EXCERPTED DATA -
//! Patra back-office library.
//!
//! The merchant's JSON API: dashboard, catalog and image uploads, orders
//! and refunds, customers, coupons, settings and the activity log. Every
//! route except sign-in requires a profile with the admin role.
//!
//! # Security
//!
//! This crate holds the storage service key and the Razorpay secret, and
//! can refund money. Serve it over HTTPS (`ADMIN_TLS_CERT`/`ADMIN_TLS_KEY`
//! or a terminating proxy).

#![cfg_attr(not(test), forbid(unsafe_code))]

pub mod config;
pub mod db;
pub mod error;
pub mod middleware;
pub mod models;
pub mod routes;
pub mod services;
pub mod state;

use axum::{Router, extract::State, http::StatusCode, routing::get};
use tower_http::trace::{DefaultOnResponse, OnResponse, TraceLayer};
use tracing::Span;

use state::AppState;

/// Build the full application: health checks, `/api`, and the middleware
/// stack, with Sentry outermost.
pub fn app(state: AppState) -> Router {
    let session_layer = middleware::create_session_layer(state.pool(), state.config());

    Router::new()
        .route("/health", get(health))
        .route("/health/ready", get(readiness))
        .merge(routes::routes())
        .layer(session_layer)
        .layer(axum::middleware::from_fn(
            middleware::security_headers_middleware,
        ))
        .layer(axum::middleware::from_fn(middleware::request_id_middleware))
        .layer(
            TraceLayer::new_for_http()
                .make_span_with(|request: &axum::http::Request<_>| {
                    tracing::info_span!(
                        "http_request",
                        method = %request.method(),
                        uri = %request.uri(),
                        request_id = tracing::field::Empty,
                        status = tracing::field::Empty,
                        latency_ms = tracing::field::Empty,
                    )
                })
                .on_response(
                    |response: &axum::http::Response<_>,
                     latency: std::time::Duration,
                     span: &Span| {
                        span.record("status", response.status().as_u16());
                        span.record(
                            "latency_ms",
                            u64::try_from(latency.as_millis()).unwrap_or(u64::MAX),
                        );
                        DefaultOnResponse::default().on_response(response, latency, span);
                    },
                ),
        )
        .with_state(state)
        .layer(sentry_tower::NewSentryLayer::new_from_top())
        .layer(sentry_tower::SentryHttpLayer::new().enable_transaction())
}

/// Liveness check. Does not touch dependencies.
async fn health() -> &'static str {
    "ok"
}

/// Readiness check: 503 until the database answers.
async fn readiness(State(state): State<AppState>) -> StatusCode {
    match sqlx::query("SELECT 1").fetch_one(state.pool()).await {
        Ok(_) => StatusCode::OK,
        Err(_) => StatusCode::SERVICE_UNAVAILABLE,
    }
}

...

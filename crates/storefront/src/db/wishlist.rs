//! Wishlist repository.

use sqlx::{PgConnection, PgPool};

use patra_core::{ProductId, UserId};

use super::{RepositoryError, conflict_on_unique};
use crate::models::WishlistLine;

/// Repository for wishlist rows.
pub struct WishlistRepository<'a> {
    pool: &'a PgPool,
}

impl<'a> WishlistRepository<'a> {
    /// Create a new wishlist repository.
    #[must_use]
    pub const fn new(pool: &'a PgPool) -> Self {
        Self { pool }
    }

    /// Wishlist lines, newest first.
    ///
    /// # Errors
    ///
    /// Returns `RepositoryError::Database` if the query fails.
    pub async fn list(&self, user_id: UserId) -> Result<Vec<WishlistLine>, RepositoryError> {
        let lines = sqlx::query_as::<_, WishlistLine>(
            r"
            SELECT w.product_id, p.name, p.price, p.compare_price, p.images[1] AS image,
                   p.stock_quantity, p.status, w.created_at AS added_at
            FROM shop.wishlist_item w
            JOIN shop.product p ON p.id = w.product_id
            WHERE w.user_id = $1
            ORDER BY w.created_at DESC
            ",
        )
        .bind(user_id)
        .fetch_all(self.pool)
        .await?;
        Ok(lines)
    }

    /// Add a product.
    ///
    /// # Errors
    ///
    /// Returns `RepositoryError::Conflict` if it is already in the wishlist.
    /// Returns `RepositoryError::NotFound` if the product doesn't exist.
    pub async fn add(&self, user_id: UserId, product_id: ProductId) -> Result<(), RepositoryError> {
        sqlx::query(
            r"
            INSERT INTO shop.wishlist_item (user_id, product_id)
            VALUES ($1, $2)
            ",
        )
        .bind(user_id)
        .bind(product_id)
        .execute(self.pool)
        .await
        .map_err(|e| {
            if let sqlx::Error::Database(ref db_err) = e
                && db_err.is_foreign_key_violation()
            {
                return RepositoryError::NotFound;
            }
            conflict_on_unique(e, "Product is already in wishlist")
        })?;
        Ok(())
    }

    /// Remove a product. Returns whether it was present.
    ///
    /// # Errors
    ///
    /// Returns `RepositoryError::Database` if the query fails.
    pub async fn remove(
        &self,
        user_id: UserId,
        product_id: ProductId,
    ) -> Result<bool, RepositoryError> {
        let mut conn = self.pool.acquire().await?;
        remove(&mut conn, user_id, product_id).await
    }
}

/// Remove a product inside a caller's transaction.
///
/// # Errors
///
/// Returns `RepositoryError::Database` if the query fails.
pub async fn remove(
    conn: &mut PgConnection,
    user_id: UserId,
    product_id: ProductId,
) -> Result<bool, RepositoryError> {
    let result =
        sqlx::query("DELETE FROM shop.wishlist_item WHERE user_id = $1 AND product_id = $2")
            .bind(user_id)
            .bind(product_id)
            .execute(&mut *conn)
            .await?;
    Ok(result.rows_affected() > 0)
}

--

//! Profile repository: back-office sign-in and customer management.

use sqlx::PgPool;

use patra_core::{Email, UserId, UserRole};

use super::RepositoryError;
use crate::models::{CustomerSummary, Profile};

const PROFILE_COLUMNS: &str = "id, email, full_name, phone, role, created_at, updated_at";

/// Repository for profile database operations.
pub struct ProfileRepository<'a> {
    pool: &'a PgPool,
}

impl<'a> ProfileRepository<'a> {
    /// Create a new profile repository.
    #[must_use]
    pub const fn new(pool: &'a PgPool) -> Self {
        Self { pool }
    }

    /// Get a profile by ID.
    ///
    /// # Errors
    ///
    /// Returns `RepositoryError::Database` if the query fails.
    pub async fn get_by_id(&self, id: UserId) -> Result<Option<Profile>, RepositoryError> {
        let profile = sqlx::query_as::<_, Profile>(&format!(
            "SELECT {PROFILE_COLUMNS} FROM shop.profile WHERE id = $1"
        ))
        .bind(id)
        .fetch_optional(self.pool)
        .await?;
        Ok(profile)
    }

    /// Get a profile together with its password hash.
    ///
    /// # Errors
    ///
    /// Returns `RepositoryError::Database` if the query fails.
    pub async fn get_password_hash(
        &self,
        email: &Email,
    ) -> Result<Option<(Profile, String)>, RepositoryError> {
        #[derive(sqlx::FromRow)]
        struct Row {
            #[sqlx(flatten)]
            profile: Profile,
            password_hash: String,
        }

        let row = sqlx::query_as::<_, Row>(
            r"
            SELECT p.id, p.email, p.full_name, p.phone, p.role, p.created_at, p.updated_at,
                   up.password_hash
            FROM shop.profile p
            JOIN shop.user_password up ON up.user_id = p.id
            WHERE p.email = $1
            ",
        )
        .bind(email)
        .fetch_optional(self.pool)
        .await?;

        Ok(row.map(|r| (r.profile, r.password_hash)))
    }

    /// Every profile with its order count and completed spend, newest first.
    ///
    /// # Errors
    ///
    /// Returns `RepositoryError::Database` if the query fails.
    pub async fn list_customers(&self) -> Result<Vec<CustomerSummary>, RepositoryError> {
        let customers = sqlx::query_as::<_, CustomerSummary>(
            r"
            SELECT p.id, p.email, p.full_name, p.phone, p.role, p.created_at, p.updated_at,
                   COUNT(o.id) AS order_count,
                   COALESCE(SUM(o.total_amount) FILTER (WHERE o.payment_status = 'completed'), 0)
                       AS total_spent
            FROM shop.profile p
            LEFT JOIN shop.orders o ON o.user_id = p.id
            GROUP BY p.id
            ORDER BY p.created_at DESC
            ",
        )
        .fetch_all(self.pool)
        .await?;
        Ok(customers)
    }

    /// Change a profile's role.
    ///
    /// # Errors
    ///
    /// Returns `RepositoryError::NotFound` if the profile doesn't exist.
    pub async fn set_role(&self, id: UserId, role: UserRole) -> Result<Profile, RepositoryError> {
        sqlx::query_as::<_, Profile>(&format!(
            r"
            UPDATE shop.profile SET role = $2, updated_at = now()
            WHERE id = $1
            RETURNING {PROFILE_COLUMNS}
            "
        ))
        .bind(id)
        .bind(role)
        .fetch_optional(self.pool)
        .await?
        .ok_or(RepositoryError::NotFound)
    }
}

EXERCISE OBJECTIVE - For an answer, give a copy of every line in the listing that holds the word "record".

SOLUTION TO THIS TASK -
                        span.record("status", response.status().as_u16());
                        span.record(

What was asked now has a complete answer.